What does inflammation in the jejunum lead to in celiac disease?
-Inflammation in the jejunum causes atrophy of the intestinal villi, which impairs nutrient absorption and leads to malabsorption symptoms.
What are some common symptoms of celiac disease in children?
-In children, common symptoms include failure to thrive, diarrhea, and poor weight gain.
What is dermatitis herpetiformis and its relation to celiac disease?
-Dermatitis herpetiformis is an itchy, blistering rash that typically appears on the abdomen and is strongly associated with celiac disease.
How can celiac disease affect patients with type 1 diabetes?
-There is a common association between type 1 diabetes and celiac disease. It is recommended to test for celiac disease in all patients with type 1 diabetes, even if they are asymptomatic.
What genetic factors are linked to celiac disease?
-The two main genetic factors associated with celiac disease are the HLA-DQ2 and HLA-DQ8 genes.
What are some potential complications of untreated celiac disease?
-Untreated celiac disease can lead to vitamin deficiencies, anemia, osteoporosis, ulceration of the jejunum, and an increased risk of cancers such as enteropathy-associated T-cell lymphoma and small bowel adenocarcinoma.
How is celiac disease diagnosed?
-Celiac disease is diagnosed through blood tests for anti-TTG and anti-EMA antibodies. If these tests are inconclusive, an endoscopy with intestinal biopsies showing crypt hypertrophy and villus atrophy can confirm the diagnosis.
What is the primary treatment for celiac disease?
-The primary treatment for celiac disease is a strict, lifelong gluten-free diet, which can help heal the intestine and prevent relapse of symptoms.

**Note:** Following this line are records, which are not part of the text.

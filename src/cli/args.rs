use crate::constants::verbosity;
use clap::Parser;
use log::LevelFilter;
use std::path::PathBuf;

/// CLI arguments for Spinup.
#[derive(Parser, Debug, Clone)]
#[command(author, version, about, long_about = None)]
pub struct Args {
    /// Environment configuration file with the selectable option lists.
    #[arg(short, long, value_name = "CONFIG", default_value = "/app/config.json")]
    pub config: PathBuf,

    /// Destination file for the collected answers.
    #[arg(short, long, value_name = "OUTPUT", default_value = "/app/output/result.json")]
    pub output: PathBuf,

    /// Increase logging verbosity (`-v`, `-vv`, `-vvv`).
    #[arg(short, long, action = clap::ArgAction::Count)]
    pub verbose: u8,
}

/// Parse command line arguments.
pub fn get_args() -> Args {
    Args::parse()
}

/// Map `-v` counts to the appropriate log level.
pub fn get_log_level_from_verbose(verbose_count: u8) -> LevelFilter {
    match verbose_count {
        verbosity::OFF => LevelFilter::Error,
        verbosity::INFO => LevelFilter::Info,
        verbosity::DEBUG => LevelFilter::Debug,
        verbosity::TRACE.. => LevelFilter::Trace,
    }
}

#[cfg(test)]
mod tests {
    use super::*;

    #[test]
    fn maps_verbose_flags_to_log_filters() {
        use crate::constants::verbosity;
        assert_eq!(get_log_level_from_verbose(verbosity::OFF), LevelFilter::Error);
        assert_eq!(get_log_level_from_verbose(verbosity::INFO), LevelFilter::Info);
        assert_eq!(get_log_level_from_verbose(verbosity::DEBUG), LevelFilter::Debug);
        assert_eq!(get_log_level_from_verbose(verbosity::TRACE), LevelFilter::Trace);
        assert_eq!(get_log_level_from_verbose(verbosity::TRACE + 1), LevelFilter::Trace);
    }

    #[test]
    fn parses_default_paths() {
        let args = Args::parse_from(["spinup"]);
        assert_eq!(args.config, PathBuf::from("/app/config.json"));
        assert_eq!(args.output, PathBuf::from("/app/output/result.json"));
        assert_eq!(args.verbose, 0);
    }

    #[test]
    fn parses_explicit_flags() {
        let args = Args::parse_from([
            "spinup",
            "--config",
            "env.json",
            "--output",
            "answers.json",
            "-vv",
        ]);
        assert_eq!(args.config, PathBuf::from("env.json"));
        assert_eq!(args.output, PathBuf::from("answers.json"));
        assert_eq!(args.verbose, 2);
    }
}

What should be tested in patients with suspected IgA deficiency when testing for celiac disease?
-In patients with suspected IgA deficiency, total immunoglobulin A (IgA) levels should be tested to avoid false-negative results. If IgA levels are low, IgG versions of anti-TTG and anti-EMA antibodies can be used for testing, or an endoscopy can be performed.